De gobiernos los hay de múltiples clases. En una situación de mucho empate, como ha descrito el profesor Juan Rodríguez Teruel los resultados del 14F, los puede haber imposibles, improbables, inoportunos, incómodos o inevitables. El próximo gobierno de la Generalitat se anuncia incómodo e inevitable. Inevitable porque solo hay una suma real al alcance de negociadores timoratos e incómodo porque implica la repetición de la depresiva experiencia del mandato de Quim Torra.
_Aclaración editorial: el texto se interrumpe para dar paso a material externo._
impl AuthProviderConfig {
    /// Google (Tasks and Calendar).
    ///
    /// `access_type=offline` plus forced consent guarantees a refresh token.
    pub fn google(client_id: impl Into<String>) -> Self {
        Self {
            provider: Provider::Google,
            client_id: client_id.into(),
            authorization_url: "https://accounts.google.com/o/oauth2/v2/auth".to_string(),
            userinfo_url: Some("https://openidconnect.googleapis.com/v1/userinfo".to_string()),
            tasks_scopes: strings(&["https://www.googleapis.com/auth/tasks"]),
            calendar_scopes: strings(&["https://www.googleapis.com/auth/calendar"]),
            base_scopes: strings(&["openid", "email", "profile"]),
            scope_separator: " ",
            redirect_uri: loopback_redirect_uri(DEFAULT_REDIRECT_PORT),
            extra_params: pairs(&[
                ("access_type", "offline"),
                ("prompt", "consent"),
                ("include_granted_scopes", "true"),
            ]),
        }
    }

    /// Microsoft identity platform (To Do and Outlook calendar).
    pub fn microsoft(client_id: impl Into<String>) -> Self {
        Self {
            provider: Provider::Microsoft,
            client_id: client_id.into(),
            authorization_url: "https://login.microsoftonline.com/common/oauth2/v2.0/authorize"
                .to_string(),
            userinfo_url: Some("https://graph.microsoft.com/oidc/userinfo".to_string()),
            tasks_scopes: strings(&["Tasks.ReadWrite"]),
            calendar_scopes: strings(&["Calendars.ReadWrite"]),
            base_scopes: strings(&["openid", "email", "profile", "offline_access", "User.Read"]),
            scope_separator: " ",
            redirect_uri: loopback_redirect_uri(DEFAULT_REDIRECT_PORT),
            extra_params: pairs(&[("prompt", "consent")]),
        }
    }

    /// Todoist (tasks only).
    pub fn todoist(client_id: impl Into<String>) -> Self {
        Self {
            provider: Provider::Todoist,
            client_id: client_id.into(),
            authorization_url: "https://todoist.com/oauth/authorize".to_string(),
            userinfo_url: None,
            tasks_scopes: strings(&["data:read_write"]),
            calendar_scopes: Vec::new(),
            base_scopes: Vec::new(),
            scope_separator: ",",
            redirect_uri: loopback_redirect_uri(DEFAULT_REDIRECT_PORT),
            extra_params: Vec::new(),
        }
    }

    /// Returns the preset for `provider`.
    pub fn preset(provider: Provider, client_id: impl Into<String>) -> Self {
        match provider {
            Provider::Google => Self::google(client_id),
            Provider::Microsoft => Self::microsoft(client_id),
            Provider::Todoist => Self::todoist(client_id),
        }
    }

    /// Builder method to set the redirect URI.
    pub fn with_redirect_uri(mut self, redirect_uri: impl Into<String>) -> Self {
        self.redirect_uri = redirect_uri.into();
        self
    }

    /// Builder method to point at a different authorization endpoint.
    pub fn with_authorization_url(mut self, url: impl Into<String>) -> Self {
        self.authorization_url = url.into();
        self
    }

    /// Builder method to point at a different userinfo endpoint.
    pub fn with_userinfo_url(mut self, url: Option<String>) -> Self {
        self.userinfo_url = url;
        self
    }

    /// Scopes to request for `service`.
    pub fn scopes_for(&self, service: Service) -> Vec<String> {
        let service_scopes = match service {
            Service::Tasks => &self.tasks_scopes,
            Service::Calendar => &self.calendar_scopes,
        };
        self.base_scopes
            .iter()
            .chain(service_scopes.iter())
            .cloned()
            .collect()
    }

    /// Returns true if the provider offers access to `service`.
    pub fn supports(&self, service: Service) -> bool {
        match service {
            Service::Tasks => !self.tasks_scopes.is_empty(),
            Service::Calendar => !self.calendar_scopes.is_empty(),
        }
    }

    /// Parses and checks the configured URLs.
    pub fn validate(&self) -> ProviderResult<()> {
        if self.client_id.trim().is_empty() {
            return Err(ProviderError::configuration("client_id is required")
                .with_provider(self.provider.as_str()));
        }
        for url in [&self.authorization_url, &self.redirect_uri] {
            Url::parse(url).map_err(|e| {
                ProviderError::configuration(format!("invalid URL '{}': {}", url, e))
                    .with_provider(self.provider.as_str())
            })?;
        }
        Ok(())
    }

    /// Builds the consent URL for `service` carrying `state`.
    pub fn authorization_url(&self, service: Service, state: &str) -> ProviderResult<Url> {
        if !self.supports(service) {
            return Err(ProviderError::not_implemented(format!(
                "{} does not offer {} access",
                self.provider.display_name(),
                service
            ))
            .with_provider(self.provider.as_str()));
        }

        let mut url = Url::parse(&self.authorization_url).map_err(|e| {
            ProviderError::configuration(format!("invalid authorization URL: {}", e))
                .with_provider(self.provider.as_str())
        })?;

        let scope = self.scopes_for(service).join(self.scope_separator);
        {
            let mut query = url.query_pairs_mut();
            query
                .append_pair("client_id", &self.client_id)
                .append_pair("redirect_uri", &self.redirect_uri)
                .append_pair("response_type", "code")
                .append_pair("scope", &scope)
                .append_pair("state", state);
            for (key, value) in &self.extra_params {
                query.append_pair(key, value);
            }
        }
        Ok(url)
    }
}

/// Authorization operations for one provider.
pub trait AuthProvider: Send + Sync {
    /// Returns the provider key.
    fn provider(&self) -> Provider;

    /// Runs the interactive consent flow for `service` and returns tokens.
    fn authenticate(&self, service: Service) -> BoxFuture<'_, ProviderResult<OAuthTokens>>;

    /// Renews tokens through the trusted refresh service.
    fn refresh_access_token(
        &self,
        refresh_token: String,
    ) -> BoxFuture<'_, ProviderResult<OAuthTokens>>;

    /// Fetches the signed-in user's profile.
    fn fetch_user_profile(&self, access_token: String)
    -> BoxFuture<'_, ProviderResult<UserProfile>>;
}

/// Standard OAuth authorization-code implementation of [`AuthProvider`].
pub struct OAuthProvider {
    config: AuthProviderConfig,
    exchange: Arc<dyn TokenExchange>,
    launcher: Arc<dyn ConsentLauncher>,
    http_client: reqwest::Client,
    session_timing: Option<(Duration, Duration)>,
}

impl std::fmt::Debug for OAuthProvider {
    fn fmt(&self, f: &mut std::fmt::Formatter<'_>) -> std::fmt::Result {
        f.debug_struct("OAuthProvider")
            .field("config", &self.config)
            .finish_non_exhaustive()
    }
}

impl OAuthProvider {
    /// Creates a provider from its configuration and collaborators.
    pub fn new(
        config: AuthProviderConfig,
        exchange: Arc<dyn TokenExchange>,
        launcher: Arc<dyn ConsentLauncher>,
    ) -> Self {
        let http_client = reqwest::Client::builder()
            .timeout(Duration::from_secs(30))
            .build()
            .expect("failed to create HTTP client");

        Self {
            config,
            exchange,
            launcher,
            http_client,
            session_timing: None,
        }
    }

    /// Overrides the window poll interval and timeout of consent sessions.
    pub fn with_session_timing(mut self, poll_interval: Duration, timeout: Duration) -> Self {
        self.session_timing = Some((poll_interval, timeout));
        self
    }

    /// Returns the configuration.
    pub fn config(&self) -> &AuthProviderConfig {
        &self.config
    }

    async fn run_consent(&self, service: Service) -> ProviderResult<OAuthTokens> {
        let provider = self.config.provider;
        let redirect_uri = Url::parse(&self.config.redirect_uri).map_err(|e| {
            ProviderError::configuration(format!("invalid redirect URI: {}", e))
                .with_provider(provider.as_str())
        })?;

        let mut session = AuthorizationSession::new(redirect_uri);
        if let Some((poll, timeout)) = self.session_timing {
            session = session.with_timing(poll, timeout);
        }
        let url = self
            .config
            .authorization_url(service, session.pending().state())?;
        debug!(%provider, %service, "authorization URL: {}", url);

        let window = self.launcher.launch(url, session.pending()).await?;
        let code = session
            .wait(window.as_ref())
            .await
            .map_err(|e| e.with_provider(provider.as_str()))?;
        drop(window);

        info!(%provider, "received authorization code, exchanging for tokens");
        self.exchange
            .exchange(provider, code, self.config.redirect_uri.clone())
            .await
    }
}

#[derive(Debug, Deserialize)]
struct UserInfoResponse {
    #[serde(default)]
    email: Option<String>,
    #[serde(default)]
    name: Option<String>,
    #[serde(default)]
    picture: Option<String>,
}
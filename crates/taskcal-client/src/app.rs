//! Wiring of stores, OAuth and sync providers from the configuration.

use std::path::PathBuf;
use std::sync::Arc;

use taskcal_core::{Event, Provider, Service, Task};
use taskcal_providers::auth::{ConsentLauncher, HttpTokenExchange, OAuthProvider, TokenExchange};
use taskcal_providers::{
    FileKeyValueStore, KeyValueStore, OAuthManager, SyncProvider, TokenStore,
    UnsupportedSyncProvider,
};
use taskcal_sync::SyncManager;
use tracing::debug;

use crate::config::ClientConfig;
use crate::error::ClientResult;
use crate::store::JsonFileStore;

/// State file holding OAuth connections and list mappings.
pub const STATE_FILE: &str = "state.json";
/// Local tasks.
pub const TASKS_FILE: &str = "tasks.json";
/// Local events.
pub const EVENTS_FILE: &str = "events.json";

/// Everything a command needs, built once from the configuration.
pub struct App {
    /// Loaded configuration.
    pub config: ClientConfig,
    /// Persistent key-value state.
    pub kv: Arc<dyn KeyValueStore>,
    /// OAuth lifecycle manager.
    pub oauth: Arc<OAuthManager>,
    /// Local tasks.
    pub tasks: Arc<JsonFileStore<Task>>,
    /// Local events.
    pub events: Arc<JsonFileStore<Event>>,
}

impl std::fmt::Debug for App {
    fn fmt(&self, f: &mut std::fmt::Formatter<'_>) -> std::fmt::Result {
        f.debug_struct("App")
            .field("data_dir", &self.config.data_dir())
            .field("oauth", &self.oauth)
            .finish_non_exhaustive()
    }
}

impl App {
    /// Opens the data directory and registers every configured auth provider.
    pub fn open(config: ClientConfig, launcher: Arc<dyn ConsentLauncher>) -> ClientResult<Self> {
        let data_dir = config.data_dir();
        debug!(data_dir = %data_dir.display(), "opening local state");

        let kv: Arc<dyn KeyValueStore> =
            Arc::new(FileKeyValueStore::new(data_dir.join(STATE_FILE)));
        let exchange: Arc<dyn TokenExchange> = Arc::new(HttpTokenExchange::new(
            config.exchange.to_exchange_config()?,
        ));

        let mut oauth = OAuthManager::new(TokenStore::new(kv.clone()));
        for provider in Provider::ALL {
            if let Some(auth_config) = config.provider(provider).auth_config(provider)? {
                oauth = oauth.with_provider(Arc::new(OAuthProvider::new(
                    auth_config,
                    exchange.clone(),
                    launcher.clone(),
                )));
            }
        }

        Ok(Self {
            tasks: Arc::new(JsonFileStore::new(data_dir.join(TASKS_FILE))),
            events: Arc::new(JsonFileStore::new(data_dir.join(EVENTS_FILE))),
            config,
            kv,
            oauth: Arc::new(oauth),
        })
    }

    /// Returns the data directory in use.
    pub fn data_dir(&self) -> PathBuf {
        self.config.data_dir()
    }

    /// Builds the sync providers named in `[sync] providers`.
    pub fn sync_providers(&self) -> Vec<Arc<dyn SyncProvider>> {
        let sync = &self.config.sync;
        let mut providers: Vec<Arc<dyn SyncProvider>> = Vec::new();

        #[cfg(feature = "google")]
        {
            use taskcal_providers::google::{self, GoogleCalendarApi, GoogleEventMapper};
            use taskcal_providers::{SyncEngine, SyncSettings};

            if sync.is_enabled("google-tasks") {
                let settings = SyncSettings {
                    collections: sync.task_lists.clone(),
                    poll_interval: sync.interval(),
                    ..SyncSettings::default()
                };
                providers.push(Arc::new(
                    google::tasks_sync(self.oauth.clone(), self.kv.clone(), self.tasks.clone())
                        .with_settings(settings),
                ));
            }
            if sync.is_enabled("google-calendar") {
                let settings = SyncSettings {
                    collections: sync.calendars.clone(),
                    poll_interval: sync.interval(),
                    ..SyncSettings::default()
                };
                let api = GoogleCalendarApi::default()
                    .with_window(sync.window_back_months, sync.window_forward_months);
                providers.push(Arc::new(
                    SyncEngine::new(
                        api,
                        GoogleEventMapper,
                        self.oauth.clone(),
                        self.kv.clone(),
                        self.events.clone(),
                    )
                    .with_settings(settings),
                ));
            }
        }

        for (name, provider, service) in [
            ("microsoft-tasks", Provider::Microsoft, Service::Tasks),
            ("microsoft-calendar", Provider::Microsoft, Service::Calendar),
            ("todoist-tasks", Provider::Todoist, Service::Tasks),
        ] {
            if sync.is_enabled(name) {
                providers.push(Arc::new(
                    UnsupportedSyncProvider::new(provider, service).with_enabled(true),
                ));
            }
        }

        providers
    }

    /// Builds a manager over [`sync_providers`](Self::sync_providers).
    pub fn sync_manager(&self) -> ClientResult<SyncManager> {
        let mut manager = SyncManager::new();
        for provider in self.sync_providers() {
            manager.register(provider)?;
        }
        Ok(manager)
    }
}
El puñado de votos que ERC le sacó a Junts da para gobernar con Junts y poco más. Cualquiera otra opción requeriría de los republicanos una fuerza parlamentaria que no tienen y un liderazgo social que todavía no se les reconoce. De momento tendrán la presidencia de la Generalitat, suficiente para dar por buenos unos resultados complejos y renunciar a la tentación de forzar una repetición electoral para no perder lo que han obtenido. Nada les puede asegurar que con una participación diferente su ventaja con el partido de Puigdemont se mantuviera igual o que el PSC no ampliara su distancia respecto de ellos complicándoles algo más el margen de maniobra. Para un partido que lleva una vida esperando presidir de nuevo un gobierno catalán cualquier riesgo es excesivo.
Un gobierno incómodo e inevitable es en realidad un gobierno indeseado. La ilusión de Pere Aragonès y los suyos por tener que compartir la gobernación de Cataluña con sus socios de Junts es fácil de imaginar dada la infidelidad sufrida y las interferencias provocadas. Y viceversa. En Waterloo debe imperar una alegría indescriptible por tener que seguir en un gobierno presidido por ERC, partido al que considera desleal y colaboracionista del gobierno del oprobioso Estado español. Y ambos socios no pueden sino estar intranquilos por seguir dependiendo de los votos de una imprevisible CUP reforzada por las urnas.
A pesar de todo, ERC ha eliminado al PSC de la ecuación para salir de la crisis catalana, quedándose sin otra opción que pactar con Junts, sabiendo, eso sí, que Junts no puede perder su cuota de poder para no caer en la bancarrota. La ecuación catalana es manifiestamente incompleta sin los socialistas, sin embargo, por ahora este es el planteamiento vigente. Ambos socios deben responder, además, a la expectativa creada en torno al 50% de los votos independentistas, expectativa sobredimensionada por ellos mismos hasta convertirla en un argumento imbatible para exigirles seguir siendo socios casi a la fuerza.
Las conversaciones para renovar su pacto de gobierno se alargan teatralmente. Cuanto más tarden, más tiempo para la aparición de un nuevo desencuentro; por ejemplo, sobre las medidas de reactivación social a tomar ante las dudas permanentes sobre el control del contagio. La ANC, el hada madrina del movimiento, necesitará pronto un gesto de autoridad sobre los partidos para hacer olvidar su estrepitoso fracaso en el control de Pimec, en teoría la patronal del tejido empresarial más asequible a sus planteamientos. Unas concentraciones populares para presionar la reedición del gobierno Torra, bajo presidencia de Aragonès, no harían sino aumentar la sensación de que unos y otros se ven empujados a un acuerdo forzado.
Los inconvenientes de un gobierno indeseado no los soportarán solo los dos socios de gobierno. Todas las políticas imprescindibles para enfrentar la crisis económica y social provocadas por la pandemia se resentirán de la desconfianza estructural de la coalición, exhibida en los últimos años y agravada por la campaña electoral. La polarización interna de Cataluña se mantendrá intacta porque empeorar no puede. Las discrepancias tácticas del independentismo no se resolverán a corto plazo porque entre negociación y unilateralidad hay un abismo insuperable por el discurso naif de la posibilidad de compaginar ambas doctrinas y porque ninguno de los contendientes ha obtenido del voto independentista un respaldo mayoritario a sus tesis.
La decantación hacia una u otra tesis dependerá paradójicamente del gobierno central. De los próximos movimientos de Pedro Sánchez respecto del conflicto político catalán que nunca llegan; siempre hay una urgencia, una crisis de coalición por resolver, un análisis electoral por estudiar o una comisión jurídica de nunca acabar. Naturalmente, Cataluña no puede permanecer formalmente sin gobierno a la espera de noticias políticas de Madrid.
Y las que llegan de Bruselas para los eurodiputados Puigdemont, Comín y Ponsatí reactivaran el frente judicial. Y ya sabemos que el punto de encuentro de las desconfianzas independentistas siempre acaba en una declaración retórica enfrentando “el diálogo tramposo” a la “incesante persecución”. La provisionalidad del gobierno formado con tan pésimas expectativas se presenta como el único aspecto positivo que considerar.